Gradual entry into daycare – Day 1

This week, my daughter started gradual entry into daycare, where she will be spending a few hours each day there so that she gets used to the people and environment.  She will be attending daycare two days a week once I return to work next week.  This is my account of events.

Day 1 started a little rough.  We just return from vacationing in Hawaii on Saturday so we are still on island time.  We all ignored the alarm and woke up late, leaving only about 15 mintues to get ready.  These days with baby, it takes at least 30-45 minutes to get out of the house.  To save time, we ate breakfast in the car and luckily, traffic wasn’t too bad so we were only 15 minutes late.

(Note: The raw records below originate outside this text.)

use assert_cmd::Command;
use predicates::prelude::*;
use tempfile::TempDir;

fn client_cmd(config_home: &TempDir) -> Command {
    let mut cmd = Command::cargo_bin("usb-hid-client").expect("binary exists");
    cmd.env("XDG_CONFIG_HOME", config_home.path());
    cmd
}

#[test]
fn help_prints_usage() {
    let temp = TempDir::new().unwrap();
    client_cmd(&temp)
        .arg("--help")
        .assert()
        .success()
        .stdout(predicate::str::contains("Use a rooted device as a USB keyboard"))
        .stdout(predicate::str::contains("provision"));
}

#[test]
fn type_dry_run_prints_backend_commands() {
    let temp = TempDir::new().unwrap();
    client_cmd(&temp)
        .args(["type", "--dry-run", "Hi\""])
        .assert()
        .success()
        .stdout(predicate::str::contains(
            "echo \"h\" --left-shift | hid-gadget /dev/hidg0 keyboard",
        ))
        .stdout(predicate::str::contains(
            "echo \"i\" | hid-gadget /dev/hidg0 keyboard",
        ))
        .stdout(predicate::str::contains(
            "echo \"\\\"\" | hid-gadget /dev/hidg0 keyboard",
        ));
}

#[test]
fn type_reads_stdin_and_honours_config() {
    let temp = TempDir::new().unwrap();
    let config_dir = temp.path().join("usb-hid-client");
    std::fs::create_dir_all(&config_dir).unwrap();
    std::fs::write(
        config_dir.join("config.toml"),
        "[device]\nkeyboard_path = \"/dev/hidg1\"\n\n[dispatch]\nbackend = \"/data/local/tmp/hid-gadget\"\n",
    )
    .unwrap();

    client_cmd(&temp)
        .args(["type", "--dry-run"])
        .write_stdin("a\n")
        .assert()
        .success()
        .stdout(predicate::str::contains(
            "echo \"a\" | /data/local/tmp/hid-gadget /dev/hidg1 keyboard",
        ))
        .stdout(predicate::str::contains(
            "echo \"enter\" | /data/local/tmp/hid-gadget /dev/hidg1 keyboard",
        ));
}

#[test]
fn type_reports_unsupported_characters() {
    let temp = TempDir::new().unwrap();
    client_cmd(&temp)
        .args(["type", "--dry-run", "aéb"])
        .assert()
        .failure()
        .stdout(predicate::str::contains("echo \"b\""))
        .stderr(predicate::str::contains("1 event(s) could not be sent"));
}

#[test]
fn type_keeps_going_past_invalid_utf8() {
    let temp = TempDir::new().unwrap();
    client_cmd(&temp)
        .args(["type", "--dry-run"])
        .write_stdin(vec![b'a', 0xff, b'b'])
        .assert()
        .failure()
        .stdout(predicate::str::contains(
            "echo \"a\" | hid-gadget /dev/hidg0 keyboard",
        ))
        .stdout(predicate::str::contains(
            "echo \"b\" | hid-gadget /dev/hidg0 keyboard",
        ))
        .stderr(predicate::str::contains("1 event(s) could not be sent"));
}

#[test]
fn key_dry_run_sends_function_key() {
    let temp = TempDir::new().unwrap();
    client_cmd(&temp)
        .args(["key", "131", "--dry-run"])
        .assert()
        .success()
        .stdout(predicate::str::contains(
            "echo \"f1\" | hid-gadget /dev/hidg0 keyboard",
        ));
}

#[test]
fn key_rejects_unknown_code() {
    let temp = TempDir::new().unwrap();
    client_cmd(&temp)
        .args(["key", "999999", "--dry-run"])
        .assert()
        .failure()
        .stderr(predicate::str::contains("has no HID key"));
}

#[test]
fn gadget_writes_press_and_release_reports() {
    let temp = TempDir::new().unwrap();
    let device = temp.path().join("hidg0");
    std::fs::write(&device, b"").unwrap();

    client_cmd(&temp)
        .arg("gadget")
        .arg(&device)
        .arg("keyboard")
        .write_stdin("a --left-shift\nenter\nnot-a-key\n")
        .assert()
        .success();

    let bytes = std::fs::read(&device).unwrap();
    assert_eq!(bytes.len(), 32);
    assert_eq!(&bytes[..8], &[0x02, 0, 0x04, 0, 0, 0, 0, 0]);
    assert_eq!(&bytes[8..16], &[0; 8]);
    assert_eq!(&bytes[16..24], &[0, 0, 0x28, 0, 0, 0, 0, 0]);
}

#[test]
fn gadget_only_supports_keyboard() {
    let temp = TempDir::new().unwrap();
    client_cmd(&temp)
        .args(["gadget", "/dev/null", "mouse"])
        .assert()
        .failure()
        .stderr(predicate::str::contains("invalid value"));
}

#[test]
fn init_config_writes_defaults_once() {
    let temp = TempDir::new().unwrap();
    let path = temp.path().join("custom.toml");

    client_cmd(&temp)
        .arg("--config")
        .arg(&path)
        .arg("init-config")
        .assert()
        .success()
        .stdout(predicate::str::contains("Wrote default config"));
    let written = std::fs::read_to_string(&path).unwrap();
    assert!(written.contains("keyboard_path = \"/dev/hidg0\""));

    client_cmd(&temp)
        .arg("--config")
        .arg(&path)
        .arg("init-config")
        .assert()
        .failure()
        .stderr(predicate::str::contains("already exists"));
}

We spent about 2 hours there.  The plan for this first day was for me to be with my daughter for the duration that we were there.  To my surprise, she did better than I thought.  She didn’t stick to me like glue the whole time as she usually does these days (separation anxiety is alive and well).  She even let the daycare workers carry her around even though she had only met them briefly 2 times prior.   This is surprising because it still takes her a while to warm up to her grandparents, aunts and uncles after not seeing them for a while.   There were a few moments when she got upset when she didn’t see me or wanted me to hold her.  But she did go explore on her own and “played” with the other kids.  She really enjoyed the breakfast they provided (she loves to eat), the music and dancing “class”, and playing in the sandbox.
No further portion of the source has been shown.